Ich fühlte mich oft einsam und wollte sterben. <<

-Marilyn Monroe-

Es stellte sich heraus, dass meine Eltern beide gerade in einer Besprechung gewesen waren und ihr Handys aus diesem Grund auf stumm geschaltet hatten. Schließlich hatte das Krankenhaus die Firmennummer gefunden und der Sekretärin im Büro gesagt, dass es dringend sei. Und so waren sie dann doch noch, wenn auch verspätet, aufgetaucht.

Als sie jedoch im Krankenhaus ankamen, schienen sie noch nicht zu wissen, dass Elian bereits aus dem OP war. Tot.

Und ich brachte es nicht übers Herz es den beiden zu sagen. Ich konnte nicht. Vor allem, weil ich es selber noch nicht mal richtig realisiert hatte. Also übernahm Lilian das für mich, während Kian mich die ganze Zeit über im Arm hielt. Auch Lil war unglaublich traurig. Ihr Blick sprach Bände und ihre Tränen sagten mehr als 1000 Worte.

Mittlerweile waren wirklich keine Tränen mehr übrig, die ich weinen konnte. Wir saßen schon seit Stunden in diesem beschissenen Krankenhaus fest und ich wollte einfach nur noch hier raus. 

Meine Eltern mussten allerdings noch mit den Ärzten reden und deshalb schlug Kian vor, mich gemeinsam mit Lilian nach Hause zu fahren, worüber ich ehrlich gesagt, mehr als froh war.

Nachdem meine Eltern und ich uns schon Minutenlang in den armen gelegen hatten -meine Eltern weinend, während ich einfach nicht mehr weinen konnte- war ich froh, ihre traurigen und entsetzten Gesichter nicht mehr sehen zu müssen.

Ich hatte bereits viel zu viel Zeit in diesem Krankenhaus verbracht und als ich flankiert von Kian und Lil, an die frische Luft trat, atmete ich tief ein. 

Lilian setzte sich mit mir zusammen auf die Rückbank.

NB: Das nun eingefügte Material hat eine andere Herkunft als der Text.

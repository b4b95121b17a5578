//! Requisition documents in Cloud Firestore, via the REST API.
//!
//! - update: `PATCH documents/requisitions/{id}` with an update mask and
//!   `currentDocument.exists=true`, so a missing document fails instead of
//!   being created.
//! - get: `GET documents/requisitions/{id}`.
//! - list: `POST documents:runQuery`, ordered by `updatedAt` descending.

use crate::firestore::firestore_value::{decode_fields, string_value, timestamp_value};
use crate::{COLLECTION, Credentials, RequisitionStore, Result as StoreResult, StoreError};

use lrp_core::{Requisition, RequisitionUpdate, fields};

use async_trait::async_trait;
use log::{debug, warn};
use reqwest::{Client as ReqwestClient, Method, RequestBuilder, StatusCode, Url};
use serde::Deserialize;
use serde_json::{Map, Value, json};

/// Connection settings, already resolved from configuration.
pub struct FirestoreSettings {
    /// e.g. `https://firestore.googleapis.com` or `http://localhost:8081`
    pub base_url: String,
    pub project_id: String,
    /// Usually `(default)`
    pub database: String,
    pub credentials: Credentials,
}

pub struct FirestoreRequisitionStore {
    client: ReqwestClient,
    documents_url: String,
    credentials: Credentials,
}

#[derive(Debug, Deserialize)]
struct FirestoreDocument {
    name: String,
    #[serde(default)]
    fields: Map<String, Value>,
}

#[derive(Debug, Deserialize)]
struct RunQueryItem {
    #[serde(default)]
    document: Option<FirestoreDocument>,
}

#[derive(Debug, Deserialize)]
struct ErrorEnvelope {
    error: ErrorBody,
}

#[derive(Debug, Deserialize)]
struct ErrorBody {
    #[serde(default)]
    message: String,
    #[serde(default)]
    status: String,
}

impl FirestoreRequisitionStore {
    pub fn new(settings: FirestoreSettings) -> StoreResult<Self> {
        let client = ReqwestClient::builder().build()?;
        Ok(Self::with_client(client, settings))
    }

    pub fn with_client(client: ReqwestClient, settings: FirestoreSettings) -> Self {
        let documents_url = format!(
            "{}/v1/projects/{}/databases/{}/documents",
            settings.base_url.trim_end_matches('/'),
            settings.project_id,
            settings.database
        );

        Self {
            client,
            documents_url,
            credentials: settings.credentials,
        }
    }

    pub fn credentials(&self) -> &Credentials {
        &self.credentials
    }

    /// `.../documents/requisitions/{id}` with the id percent-encoded as one
    /// path segment.
    fn document_url(&self, id: &str) -> StoreResult<Url> {
        let mut url = Url::parse(&format!("{}/{}", self.documents_url, COLLECTION))
            .map_err(|e| StoreError::decode(format!("Invalid Firestore URL: {}", e)))?;
        url.path_segments_mut()
            .map_err(|_| StoreError::decode("Firestore URL cannot be a base"))?
            .push(id);
        Ok(url)
    }

    async fn request(&self, method: Method, url: Url) -> StoreResult<RequestBuilder> {
        let mut req = self.client.request(method, url);
        if let Some(auth) = self.credentials.authorization(&self.client).await? {
            req = req.header(reqwest::header::AUTHORIZATION, auth);
        }
        Ok(req)
    }

    /// Turn a non-success Firestore response into a [`StoreError`].
    async fn error_from_response(response: reqwest::Response, id: Option<&str>) -> StoreError {
        let status = response.status();
        let body = response.text().await.unwrap_or_default();

        let (message, firestore_status) = match serde_json::from_str::<ErrorEnvelope>(&body) {
            Ok(envelope) => (envelope.error.message, envelope.error.status),
            Err(_) => (body, String::new()),
        };

        if let Some(id) = id
            && (status == StatusCode::NOT_FOUND || firestore_status == "NOT_FOUND")
        {
            return StoreError::not_found(id);
        }

        StoreError::remote(status.as_u16(), message)
    }
}

#[async_trait]
impl RequisitionStore for FirestoreRequisitionStore {
    async fn apply_update(&self, update: &RequisitionUpdate) -> StoreResult<()> {
        let mut url = self.document_url(&update.req_id)?;
        {
            let mut query = url.query_pairs_mut();
            for path in update.field_paths() {
                query.append_pair("updateMask.fieldPaths", path);
            }
            query.append_pair("currentDocument.exists", "true");
        }

        let mut document_fields = Map::new();
        for (name, value) in update.string_fields() {
            document_fields.insert(name.to_string(), string_value(value));
        }
        document_fields.insert(
            fields::UPDATED_AT.to_string(),
            timestamp_value(&update.updated_at_rfc3339()),
        );

        debug!(
            "Firestore PATCH {} fields={:?}",
            update.req_id,
            update.field_paths()
        );

        let response = self
            .request(Method::PATCH, url)
            .await?
            .json(&json!({ "fields": document_fields }))
            .send()
            .await?;

        if !response.status().is_success() {
            return Err(Self::error_from_response(response, Some(update.req_id.as_str())).await);
        }

        Ok(())
    }

    async fn get(&self, id: &str) -> StoreResult<Option<Requisition>> {
        let url = self.document_url(id)?;
        let response = self.request(Method::GET, url).await?.send().await?;

        if response.status() == StatusCode::NOT_FOUND {
            return Ok(None);
        }
        if !response.status().is_success() {
            return Err(Self::error_from_response(response, None).await);
        }

        let document: FirestoreDocument = response
            .json()
            .await
            .map_err(|e| StoreError::decode(format!("Firestore document unreadable: {}", e)))?;

        Ok(Some(to_requisition(document)))
    }

    async fn list_recent(&self, limit: usize) -> StoreResult<Vec<Requisition>> {
        let url = Url::parse(&format!("{}:runQuery", self.documents_url))
            .map_err(|e| StoreError::decode(format!("Invalid Firestore URL: {}", e)))?;

        let query = json!({
            "structuredQuery": {
                "from": [{ "collectionId": COLLECTION }],
                "orderBy": [{
                    "field": { "fieldPath": fields::UPDATED_AT },
                    "direction": "DESCENDING"
                }],
                "limit": limit
            }
        });

        let response = self
            .request(Method::POST, url)
            .await?
            .json(&query)
            .send()
            .await?;

        if !response.status().is_success() {
            return Err(Self::error_from_response(response, None).await);
        }

        let items: Vec<RunQueryItem> = response
            .json()
            .await
            .map_err(|e| StoreError::decode(format!("runQuery response unreadable: {}", e)))?;

        let rows: Vec<Requisition> = items
            .into_iter()
            .filter_map(|item| item.document)
            .map(to_requisition)
            .take(limit)
            .collect();

        if rows.len() == limit {
            debug!("Listing hit the {} row cap", limit);
        }

        Ok(rows)
    }

    fn backend_name(&self) -> &'static str {
        "firestore"
    }
}

fn to_requisition(document: FirestoreDocument) -> Requisition {
    let id = document
        .name
        .rsplit('/')
        .next()
        .unwrap_or_default()
        .to_string();
    if id.is_empty() {
        warn!("Firestore document with empty name: {}", document.name);
    }
    Requisition::new(id, decode_fields(&document.fields))
}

Obwohl wir eigentlich verstritten waren, brauchte Lilian nichts zu sagen, um mir zu zeigen, wie sehr sie mit mir fühlte und dass sie für mich da war. Sie hielt die ganze fahrt lang meine Hand fest und ich war dankbar, eine Freundin wie sie zu haben. Dennoch waren die regen Zweifel vorhanden, dass sich alles wieder verändern würde, wenn die Sache vorbei war. Wenn Elians Tod so weit zurücklag, dass nicht jeder Gedanke an ihn schmerzte. Auch wenn ich mir nicht vorstellen konnte, dass diese Zeit jemals kommen würde.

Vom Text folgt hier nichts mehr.